_Exercise brief_
When you reach the entries, transcribe each one exactly.

_Records excerpted from a collection_

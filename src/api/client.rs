use reqwest::Url;
use tracing::debug;

use crate::api::{FetchError, SkipOffering};
use crate::config::{ApiConfig, LocationConfig};

const BY_LOCATION_PATH: &str = "skips/by-location";

/// HTTP client for the skip hire API.
///
/// Built from explicit configuration rather than ambient globals; cheap to
/// clone (the underlying connection pool is shared).
#[derive(Debug, Clone)]
pub struct SkipApi {
    http: reqwest::Client,
    base_url: Url,
}

impl SkipApi {
    pub fn new(config: &ApiConfig) -> Result<Self, FetchError> {
        let base_url = Url::parse(&config.base_url)
            .map_err(|e| FetchError::InvalidUrl(format!("{}: {e}", config.base_url)))?;
        let http = reqwest::Client::builder()
            .user_agent(concat!("skippick/", env!("CARGO_PKG_VERSION")))
            .build()?;
        Ok(Self { http, base_url })
    }

    /// Fetch all offerings available for the given location, in
    /// server-provided order.
    pub async fn list_by_location(
        &self,
        location: &LocationConfig,
    ) -> Result<Vec<SkipOffering>, FetchError> {
        let url = self.by_location_url(location)?;
        debug!(%url, "fetching skip offerings");

        let response = self.http.get(url).send().await?;
        let status = response.status();
        if !status.is_success() {
            return Err(FetchError::Status(status));
        }

        let offerings = response.json::<Vec<SkipOffering>>().await?;
        debug!(count = offerings.len(), "fetched skip offerings");
        Ok(offerings)
    }

    fn by_location_url(&self, location: &LocationConfig) -> Result<Url, FetchError> {
        let mut url = self
            .base_url
            .join(BY_LOCATION_PATH)
            .map_err(|e| FetchError::InvalidUrl(e.to_string()))?;
        url.query_pairs_mut()
            .append_pair("postcode", &location.postcode)
            .append_pair("area", &location.area);
        Ok(url)
    }
}

#[cfg(test)]
mod tests {
    use super::*;

    fn api(base_url: &str) -> SkipApi {
        SkipApi::new(&ApiConfig {
            base_url: base_url.to_string(),
        })
        .unwrap()
    }

    #[test]
    fn builds_the_by_location_url_with_query_pairs() {
        let url = api("http://localhost:3000")
            .by_location_url(&LocationConfig::default())
            .unwrap();
        assert_eq!(
            url.as_str(),
            "http://localhost:3000/skips/by-location?postcode=NR32&area=Lowestoft"
        );
    }

    #[test]
    fn location_is_not_hardcoded() {
        let location = LocationConfig {
            postcode: "IP12".to_string(),
            area: "Woodbridge".to_string(),
        };
        let url = api("https://api.example.com").by_location_url(&location).unwrap();
        assert_eq!(
            url.as_str(),
            "https://api.example.com/skips/by-location?postcode=IP12&area=Woodbridge"
        );
    }

    #[test]
    fn query_values_are_percent_encoded() {
        let location = LocationConfig {
            postcode: "NR32".to_string(),
            area: "Great Yarmouth".to_string(),
        };
        let url = api("http://localhost:3000").by_location_url(&location).unwrap();
        assert!(url.as_str().ends_with("postcode=NR32&area=Great+Yarmouth"));
    }

    #[test]
    fn rejects_an_invalid_base_url() {
        let result = SkipApi::new(&ApiConfig {
            base_url: "not a url".to_string(),
        });
        assert!(matches!(result, Err(FetchError::InvalidUrl(_))));
    }
}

_Answer to the problem_
filename src/api/client.rs
use reqwest::Url;
use tracing::debug;

use crate::api::{FetchError, SkipOffering};
use crate::config::{ApiConfig, LocationConfig};

const BY_LOCATION_PATH: &str = "skips/by-location";

/// HTTP client for the skip hire API.
///
/// Built from explicit configuration rather than ambient globals; cheap to
/// clone (the underlying connection pool is shared).
#[derive(Debug, Clone)]
pub struct SkipApi {
    http: reqwest::Client,
    base_url: Url,
}

impl SkipApi {
    pub fn new(config: &ApiConfig) -> Result<Self, FetchError> {
        let base_url = Url::parse(&config.base_url)
            .map_err(|e| FetchError::InvalidUrl(format!("{}: {e}", config.base_url)))?;
        let http = reqwest::Client::builder()
            .user_agent(concat!("skippick/", env!("CARGO_PKG_VERSION")))
            .build()?;
        Ok(Self { http, base_url })
    }

    /// Fetch all offerings available for the given location, in
    /// server-provided order.
    pub async fn list_by_location(
        &self,
        location: &LocationConfig,
    ) -> Result<Vec<SkipOffering>, FetchError> {
        let url = self.by_location_url(location)?;
        debug!(%url, "fetching skip offerings");

        let response = self.http.get(url).send().await?;
        let status = response.status();
        if !status.is_success() {
            return Err(FetchError::Status(status));
        }

        let offerings = response.json::<Vec<SkipOffering>>().await?;
        debug!(count = offerings.len(), "fetched skip offerings");
        Ok(offerings)
    }

    fn by_location_url(&self, location: &LocationConfig) -> Result<Url, FetchError> {
        let mut url = self
            .base_url
            .join(BY_LOCATION_PATH)
            .map_err(|e| FetchError::InvalidUrl(e.to_string()))?;
        url.query_pairs_mut()
            .append_pair("postcode", &location.postcode)
            .append_pair("area", &location.area);
        Ok(url)
    }
}

#[cfg(test)]
mod tests {
    use super::*;

    fn api(base_url: &str) -> SkipApi {
        SkipApi::new(&ApiConfig {
            base_url: base_url.to_string(),
        })
        .unwrap()
    }

    #[test]
    fn builds_the_by_location_url_with_query_pairs() {
        let url = api("http://localhost:3000")
            .by_location_url(&LocationConfig::default())
            .unwrap();
        assert_eq!(
            url.as_str(),
            "http://localhost:3000/skips/by-location?postcode=NR32&area=Lowestoft"
        );
    }

    #[test]
    fn location_is_not_hardcoded() {
        let location = LocationConfig {
            postcode: "IP12".to_string(),
            area: "Woodbridge".to_string(),
        };
        let url = api("https://api.example.com").by_location_url(&location).unwrap();
        assert_eq!(
            url.as_str(),
            "https://api.example.com/skips/by-location?postcode=IP12&area=Woodbridge"
        );
    }

    #[test]
    fn query_values_are_percent_encoded() {
        let location = LocationConfig {
            postcode: "NR32".to_string(),
            area: "Great Yarmouth".to_string(),
        };
        let url = api("http://localhost:3000").by_location_url(&location).unwrap();
        assert!(url.as_str().ends_with("postcode=NR32&area=Great+Yarmouth"));
    }

    #[test]
    fn rejects_an_invalid_base_url() {
        let result = SkipApi::new(&ApiConfig {
            base_url: "not a url".to_string(),
        });
        assert!(matches!(result, Err(FetchError::InvalidUrl(_))));
    }
}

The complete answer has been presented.